Additionally, Conner was tied for seventh in the NCAA in touchdowns scored (20) and was the heart and soul of Panthers squad that was a handful of plays away from arguably finishing the season with an 11-1 record and making their own argument for a playoff spot.
That’s right, Pitt rallied around Conner, and the players played their hearts out for their favorite teammate.
This time last year, no one was sure whether Conner would ever play football again after he was diagnosed with Hodgkin lymphoma, a type of cancer, just two months after suffering a season-ending knee injury in the Panthers’ opening game of the year.
At just 20 years old, Conner faced the fight of his life.
It’s the fight Conner put up and the way he’s handled the remarkably difficult challenges that come with a cancer diagnosis that make his story special. From Day One, Conner handled a diagnosis no young person should ever have to hear with courage, poise and grace.
Anyone who has been affected by the dreaded disease knows about the fear of the unknown, the uncertainty of what lies ahead, the reality of having to face our own mortality. Conner faced those challenges and fears in a way that command admiration and respect. He’s been effusive in his praise of supportive teammates, friends, family and, of course, the doctors who helped him go through the grueling chemotherapy treatments.
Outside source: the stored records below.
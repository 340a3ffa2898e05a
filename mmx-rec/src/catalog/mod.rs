//! Content catalog client
//!
//! The recommender talks to the external music catalog only through
//! [`CatalogClient`]: resolve the playlist container, fetch candidate tracks,
//! replace the container's contents, look up single tracks, and control
//! playback. [`LocalCatalog`]
//! serves the same contract from an in-memory track list.

pub mod local;

pub use local::LocalCatalog;

use async_trait::async_trait;
use mmx_common::MoodTargets;
use serde::{Deserialize, Serialize};
use std::fmt;
use thiserror::Error;

/// Catalog client errors
#[derive(Debug, Clone, Error, PartialEq)]
pub enum CatalogError {
    #[error("Network error: {0}")]
    Network(String),

    #[error("Not found: {0}")]
    NotFound(String),

    #[error("No active playback device found")]
    NoActiveDevice,

    #[error("Premium account required for playback")]
    PremiumRequired,

    #[error("API error {0}: {1}")]
    Api(u16, String),
}

/// Opaque identifier of the playlist the recommender fills
#[derive(Debug, Clone, PartialEq, Eq, Hash, Serialize, Deserialize)]
#[serde(transparent)]
pub struct ContainerId(pub String);

impl ContainerId {
    pub fn new(id: impl Into<String>) -> Self {
        Self(id.into())
    }

    pub fn as_str(&self) -> &str {
        &self.0
    }
}

impl fmt::Display for ContainerId {
    fn fmt(&self, f: &mut fmt::Formatter<'_>) -> fmt::Result {
        f.write_str(&self.0)
    }
}

/// One recommendable track
#[derive(Debug, Clone, PartialEq, Serialize, Deserialize)]
pub struct ContentItem {
    pub id: String,
    pub name: String,
    pub artist: String,
    /// Cover art URL, absent when the catalog has none
    pub album_cover: Option<String>,
    pub external_url: String,
}

/// Device playback was started on
#[derive(Debug, Clone, PartialEq, Eq, Serialize, Deserialize)]
pub struct PlaybackDevice {
    pub id: String,
    pub name: String,
    pub is_active: bool,
}

#[async_trait]
pub trait CatalogClient: Send + Sync {
    /// Find the recommendation playlist, creating it if needed
    async fn resolve_container(&self) -> Result<ContainerId, CatalogError>;

    /// Fetch up to `limit` tracks tagged with any of `seed_tags`
    ///
    /// With `mood`, tracks outside the mood bounds are dropped and the rest
    /// are ordered closest-to-target first.
    async fn fetch_content(
        &self,
        seed_tags: &[String],
        mood: Option<&MoodTargets>,
        limit: usize,
    ) -> Result<Vec<ContentItem>, CatalogError>;

    /// Replace everything in the container with `items`, in order
    async fn replace_content(
        &self,
        container: &ContainerId,
        items: &[ContentItem],
    ) -> Result<(), CatalogError>;

    /// Look up one track by id
    async fn track(&self, track_id: &str) -> Result<ContentItem, CatalogError>;

    /// Start playing one track on the active (or first available) device
    async fn start_playback(&self, track_id: &str) -> Result<PlaybackDevice, CatalogError>;

    /// Advance playback to the next track
    async fn next_track(&self) -> Result<PlaybackDevice, CatalogError>;

    /// Public URL of the container
    fn container_url(&self, container: &ContainerId) -> String;
}
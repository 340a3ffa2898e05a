//! Stable-signal store
//!
//! Single-slot cell holding the latest published stable emotion. Written by the
//! perception loop, read by any number of request handlers.
//!
//! Uses a std RwLock: the critical sections are a single copy, readers never
//! block each other, and no guard is ever held across an await.

use mmx_common::Emotion;
use std::sync::atomic::{AtomicU64, Ordering};
use std::sync::{PoisonError, RwLock};

/// Label reported before the first processed frame
pub const WAITING_LABEL: &str = "Waiting...";

/// Value held by the store
#[derive(Debug, Clone, Copy, PartialEq, Eq)]
pub enum StableSignal {
    /// Perception loop has not processed a frame yet
    Waiting,
    Emotion(Emotion),
}

impl StableSignal {
    /// Raw label, as handed to the recommender ("Waiting..." before warm-up)
    pub fn label(&self) -> &'static str {
        match self {
            StableSignal::Waiting => WAITING_LABEL,
            StableSignal::Emotion(emotion) => emotion.as_str(),
        }
    }

    /// Label exposed to readers; never anything but an emotion
    pub fn public_label(&self) -> &'static str {
        match self {
            StableSignal::Waiting => Emotion::Neutral.as_str(),
            StableSignal::Emotion(emotion) => emotion.as_str(),
        }
    }
}

pub struct StableSignalStore {
    current: RwLock<StableSignal>,
    updates: AtomicU64,
}

impl StableSignalStore {
    pub fn new() -> Self {
        Self {
            current: RwLock::new(StableSignal::Waiting),
            updates: AtomicU64::new(0),
        }
    }

    /// Latest published value
    pub fn get(&self) -> StableSignal {
        *self.current.read().unwrap_or_else(PoisonError::into_inner)
    }

    /// Publish a new stable emotion; always wins immediately
    pub fn set(&self, emotion: Emotion) {
        *self.current.write().unwrap_or_else(PoisonError::into_inner) =
            StableSignal::Emotion(emotion);
        self.updates.fetch_add(1, Ordering::Relaxed);
    }

    /// Reader-facing label ("neutral" until warmed up)
    pub fn stable_signal(&self) -> &'static str {
        self.get().public_label()
    }

    /// Number of `set` calls since startup
    pub fn update_count(&self) -> u64 {
        self.updates.load(Ordering::Relaxed)
    }
}

impl Default for StableSignalStore {
    fn default() -> Self {
        Self::new()
    }
}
Despite the sickness related to chemotherapy, Conner was a regular participant in off-season conditioning, even though he had to often wear a mask to protect his immune system. And his dedication to not only beating cancer but joining his teammates for the 2016 season was nothing short of awe-inspiring.
Even more impressive was how Conner used his situation to be a role model to countless cancer patients across the country.
Where many would look at such tough circumstances as a reason to feel sorry for themselves, Conner embraced the opportunity to be there for others and give them the belief that cancer isn’t a death sentence but, rather, a chance to persevere.
So when Conner received the news he was cancer-free this past May, there was a sense among millions of people who followed his battle that they all persevered.
I swear that I saw that word (“perseverance”) somewhere in the Heisman trophy mission statement.
What I know is that the NCAA — so often bereft by scandal; by corruption; by players, coaches and administrators who have done much to embarrass the game — lost a golden opportunity to put the deserving Conner in the spotlight on one of sports’ biggest stages in New York City when the Heisman trophy is presented.
That’s not to say Conner’s remarkable season has gone unnoticed. Anyone who had a chance to see his acceptance of the Disney Sports Spirit Award probably cried tears right there with him. His camaraderie with fellow cancer survivors Holly Rowe and Shelley Smith from ESPN was nothing short of amazing and shows the maturity of a man twice his age.
To me, as wonderful as that moment was, I don’t think it’s enough.
Respectfully, seeing someone like Lamar Jackson or Deshaun Watson win the Heisman just seems to ring hollow.
Again, it’s not that they didn’t have great years, but it’s that every time I read that mission statement and I see all Conner did to live up to the credo that I just can’t understand how the award could go to anyone else.
I doubt Conner cares one bit about what I consider to be an obvious and egregious oversight in snubbing his Heisman candidacy. In typical fashion, he’d probably spend his time praising those who will be in New York tonight, lauding their achievements and deflecting his remarkable accomplishments along the way.
That’s just the type of guy James Conner is.
Excellence with integrity? Great ability combined with diligence, perseverance and hard work?
Sounds like you’re talking about the guy who’d get my Heisman vote.